Project introduction

Our main goals are:


  • to assess the influence of known and novel IPF risk genotypes on disease outcome including collagen composition and properties

  • to define fibrosis-specific changes in biosynthesis and molecular properties of collagen

  • to characterize the functional impact of altered collagen composition and properties on adherent cells

  • to translate these findings into novel prognostic, diagnostic, and therapeutic strategies to directly target fibrogenesis

Source: Claudia Staab-Weijnitz, Helmholtz Zentrum München


Idiopathic pulmonary fibrosis (IPF) is one of the most progressive types of organ fibrosis, with a five-year survival rate of 30-50%, poorly understood etiology, and few treatment options. The ultimate pathological feature of lung fibrosis is scarring of the alveolar gas exchange areas, mostly caused by activated fibroblasts and myofibroblasts which excessively deposit extracellular matrix. Collagen is a major structural component of the extracellular matrix, but its exact composition and molecular properties in normal versus fibrotic matrix have not been well-defined. Importantly, all collagens are subject to various post-translational intra- and extracellular maturation steps and scattered findings from research on osteogenesis imperfecta, diabetes, and cancer argue for an important impact of e.g. collagen post-translational modifications on protein-protein and protein-cell interactions. Collectively, these results indicate that specific molecular properties of collagen affect morphology, function, and behaviour of adherent cells.

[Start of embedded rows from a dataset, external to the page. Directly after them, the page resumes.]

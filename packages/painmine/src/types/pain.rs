//! Pain events - structured difficulties lifted from posts.

use serde::{Deserialize, Serialize};

/// Where the evidence for a pain event came from.
#[derive(Debug, Clone, Copy, PartialEq, Eq, Serialize, Deserialize)]
#[serde(rename_all = "lowercase")]
pub enum EvidenceSource {
    Post,
    Comments,
}

/// Family a pain event belongs to, derived from keyword presence.
#[derive(Debug, Clone, Copy, PartialEq, Eq, Hash, Serialize, Deserialize)]
#[serde(rename_all = "lowercase")]
pub enum PainType {
    Workflow,
    Technical,
    Efficiency,
    Complexity,
    Integration,
    Cost,
    Ux,
    Data,
}

impl PainType {
    pub fn as_str(&self) -> &'static str {
        match self {
            Self::Workflow => "workflow",
            Self::Technical => "technical",
            Self::Efficiency => "efficiency",
            Self::Complexity => "complexity",
            Self::Integration => "integration",
            Self::Cost => "cost",
            Self::Ux => "ux",
            Self::Data => "data",
        }
    }

    pub fn all() -> [PainType; 8] {
        [
            Self::Workflow,
            Self::Technical,
            Self::Efficiency,
            Self::Complexity,
            Self::Integration,
            Self::Cost,
            Self::Ux,
            Self::Data,
        ]
    }
}

/// A single concrete, recurring user difficulty extracted from a post.
///
/// `problem` is the load-bearing field: validation guarantees it is
/// non-empty and between 10 and 1000 characters before a row is stored.
#[derive(Debug, Clone, Serialize, Deserialize)]
pub struct PainEvent {
    /// Database id (None until stored)
    pub id: Option<i64>,
    pub post_id: String,

    /// Who is experiencing the problem
    pub actor: String,
    /// Situation the problem occurs in
    pub context: String,
    /// The concrete difficulty
    pub problem: String,
    /// What they currently do instead, if stated
    pub current_workaround: Option<String>,
    /// Free-text frequency ("daily", "every sprint", ...)
    pub frequency: Option<String>,
    /// Expressed emotion, if any
    pub emotional_signal: Option<String>,
    /// Tools named in the post
    pub mentioned_tools: Vec<String>,
    /// Extraction confidence in [0,1]
    pub confidence: f32,
    /// Which parts of the thread supported this event
    pub evidence_sources: Vec<EvidenceSource>,

    // Enrichment, attached after extraction
    pub pain_types: Vec<PainType>,
    pub primary_pain_type: Option<PainType>,
    /// 1-10, derived from the frequency text
    pub frequency_score: u8,
    pub post_title: String,
    pub post_category: String,
    /// The filter-stage pain score of the originating post
    pub post_pain_score: f32,
}

impl PainEvent {
    /// Text used for embedding: fields joined with " | ".
    pub fn embedding_text(&self, max_chars: usize) -> String {
        let full = [
            self.actor.as_str(),
            self.context.as_str(),
            self.problem.as_str(),
            self.current_workaround.as_deref().unwrap_or(""),
        ]
        .iter()
        .filter(|s| !s.is_empty())
        .cloned()
        .collect::<Vec<_>>()
        .join(" | ");

        if full.chars().count() <= max_chars {
            return full;
        }

        // Prefer context | problem when cutting
        let core = format!("{} | {}", self.context, self.problem);
        truncate_chars(&core, max_chars)
    }

    /// Map frequency text onto a 1-10 score.
    pub fn score_frequency(frequency: Option<&str>) -> u8 {
        let text = match frequency {
            Some(f) => f.to_lowercase(),
            None => return 5,
        };
        if text.contains("daily") || text.contains("every day") {
            10
        } else if text.contains("weekly") || text.contains("every week") {
            8
        } else if text.contains("often") || text.contains("frequent") {
            7
        } else if text.contains("monthly") || text.contains("every month") {
            6
        } else if text.contains("sometimes") || text.contains("occasional") {
            4
        } else if text.contains("rarely") || text.contains("seldom") {
            2
        } else {
            5
        }
    }
}

fn truncate_chars(s: &str, max_chars: usize) -> String {
    s.chars().take(max_chars).collect()
}

#[cfg(test)]
mod tests {
    use super::*;

    #[test]
    fn frequency_text_maps_to_scores() {
        assert_eq!(PainEvent::score_frequency(Some("daily")), 10);
        assert_eq!(PainEvent::score_frequency(Some("every week or so")), 8);
        assert_eq!(PainEvent::score_frequency(Some("monthly close")), 6);
        assert_eq!(PainEvent::score_frequency(Some("quite often")), 7);
        assert_eq!(PainEvent::score_frequency(Some("sometimes")), 4);
        assert_eq!(PainEvent::score_frequency(Some("rarely")), 2);
        assert_eq!(PainEvent::score_frequency(Some("when Jupiter aligns")), 5);
        assert_eq!(PainEvent::score_frequency(None), 5);
    }

    #[test]
    fn embedding_text_prefers_context_and_problem_when_cutting() {
        let mut event = crate::testing::pain_event("p1", "exporting reports breaks constantly");
        event.actor = "a".repeat(1500);
        event.context = "monthly financial reporting".into();
        let text = event.embedding_text(100);
        assert!(text.chars().count() <= 100);
        assert!(text.starts_with("monthly financial reporting | "));
    }

    #[test]
    fn embedding_text_joins_all_fields_when_short() {
        let event = crate::testing::pain_event("p1", "exports crash on large files");
        let text = event.embedding_text(2000);
        assert!(text.contains(" | exports crash on large files"));
    }
}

Scientific direction and aims

We hypothesize that there is a specific disease-driving collagen code in fibrotic extracellular matrix. Our overall aim is therefore to generate a profound understanding on fibrosis-specific changes of collagen composition and properties and their role in disease etiology and progression. More specifically, we intend to characterize fibrosis-related changes and their effects on a detailed molecular and functional level. To this end, we profile patient samples ( bioArchive ) and perform mechanistic analysis in a combination of in vitro, ex vivo, and in vivo models. Ongoing and future projects include the effects of genetic predisposition on collagen biosynthesis and maturation,the elucidation of function and regulation of enzymes involved in these processes, and finally, the functional consequences of collagen alterations in fibrotic disease.